> **Your task**
What you produce should be every line from the data that includes "space".

> **Data in this exercise**
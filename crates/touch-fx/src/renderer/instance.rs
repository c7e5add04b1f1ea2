use bytemuck::{Pod, Zeroable};

/// Per-effect render data written to a shared buffer for the JavaScript renderer.
/// 4 floats = 16 bytes stride.
#[repr(C)]
#[derive(Debug, Clone, Copy, Default, PartialEq, Pod, Zeroable)]
pub struct EffectInstance {
    /// `EffectKind` discriminant.
    pub kind: f32,
    /// X position in world space.
    pub x: f32,
    /// Y position in world space.
    pub y: f32,
    /// Uniform scale.
    pub scale: f32,
}

impl EffectInstance {
    pub const FLOATS: usize = 4;
    pub const STRIDE_BYTES: usize = Self::FLOATS * 4;
}

/// Packed instances for every live effect, rebuilt once per frame.
pub struct EffectBuffer {
    pub instances: Vec<EffectInstance>,
}

impl EffectBuffer {
    pub fn with_capacity(capacity: usize) -> Self {
        Self {
            instances: Vec::with_capacity(capacity),
        }
    }

    pub fn clear(&mut self) {
        self.instances.clear();
    }

    pub fn push(&mut self, instance: EffectInstance) {
        self.instances.push(instance);
    }

    pub fn instance_count(&self) -> u32 {
        self.instances.len() as u32
    }

    /// Raw pointer to instance data for shared-memory reads.
    pub fn instances_ptr(&self) -> *const f32 {
        self.instances.as_ptr() as *const f32
    }
}

impl Default for EffectBuffer {
    fn default() -> Self {
        Self::with_capacity(256)
    }
}
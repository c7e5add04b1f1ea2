pub mod frame;
pub mod touch;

> **Exercise solution**
    /// X position in world space.
    /// Y position in world space.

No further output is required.